Data excerpts
◆ ◆ ◆

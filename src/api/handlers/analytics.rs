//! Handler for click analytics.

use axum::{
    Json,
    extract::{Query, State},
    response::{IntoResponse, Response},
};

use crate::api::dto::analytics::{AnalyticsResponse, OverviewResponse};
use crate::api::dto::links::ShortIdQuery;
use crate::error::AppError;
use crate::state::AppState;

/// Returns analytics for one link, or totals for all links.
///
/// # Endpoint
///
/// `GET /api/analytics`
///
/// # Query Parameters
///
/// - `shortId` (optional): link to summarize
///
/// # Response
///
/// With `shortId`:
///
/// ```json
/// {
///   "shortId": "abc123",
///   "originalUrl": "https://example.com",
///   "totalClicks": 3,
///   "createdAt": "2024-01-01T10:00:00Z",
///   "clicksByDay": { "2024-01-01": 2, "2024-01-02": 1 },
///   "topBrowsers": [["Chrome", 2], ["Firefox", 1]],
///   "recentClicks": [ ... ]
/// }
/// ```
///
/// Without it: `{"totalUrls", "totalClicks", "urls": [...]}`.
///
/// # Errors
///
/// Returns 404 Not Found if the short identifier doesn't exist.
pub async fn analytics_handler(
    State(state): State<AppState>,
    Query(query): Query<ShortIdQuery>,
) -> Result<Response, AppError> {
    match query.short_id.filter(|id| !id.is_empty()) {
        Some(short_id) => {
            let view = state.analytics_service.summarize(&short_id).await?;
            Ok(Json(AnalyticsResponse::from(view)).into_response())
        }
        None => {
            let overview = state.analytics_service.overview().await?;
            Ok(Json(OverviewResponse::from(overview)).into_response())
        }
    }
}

◆ ◆ ◆

What is needed: Make an exact copy of every line in the data.

Task answer:
filename src/api/handlers/analytics.rs
//! Handler for click analytics.

use axum::{
    Json,
    extract::{Query, State},
    response::{IntoResponse, Response},
};

use crate::api::dto::analytics::{AnalyticsResponse, OverviewResponse};
use crate::api::dto::links::ShortIdQuery;
use crate::error::AppError;
use crate::state::AppState;

/// Returns analytics for one link, or totals for all links.
///
/// # Endpoint
///
/// `GET /api/analytics`
///
/// # Query Parameters
///
/// - `shortId` (optional): link to summarize
///
/// # Response
///
/// With `shortId`:
///
/// ```json
/// {
///   "shortId": "abc123",
///   "originalUrl": "https://example.com",
///   "totalClicks": 3,
///   "createdAt": "2024-01-01T10:00:00Z",
///   "clicksByDay": { "2024-01-01": 2, "2024-01-02": 1 },
///   "topBrowsers": [["Chrome", 2], ["Firefox", 1]],
///   "recentClicks": [ ... ]
/// }
/// ```
///
/// Without it: `{"totalUrls", "totalClicks", "urls": [...]}`.
///
/// # Errors
///
/// Returns 404 Not Found if the short identifier doesn't exist.
pub async fn analytics_handler(
    State(state): State<AppState>,
    Query(query): Query<ShortIdQuery>,
) -> Result<Response, AppError> {
    match query.short_id.filter(|id| !id.is_empty()) {
        Some(short_id) => {
            let view = state.analytics_service.summarize(&short_id).await?;
            Ok(Json(AnalyticsResponse::from(view)).into_response())
        }
        None => {
            let overview = state.analytics_service.overview().await?;
            Ok(Json(OverviewResponse::from(overview)).into_response())
        }
    }
}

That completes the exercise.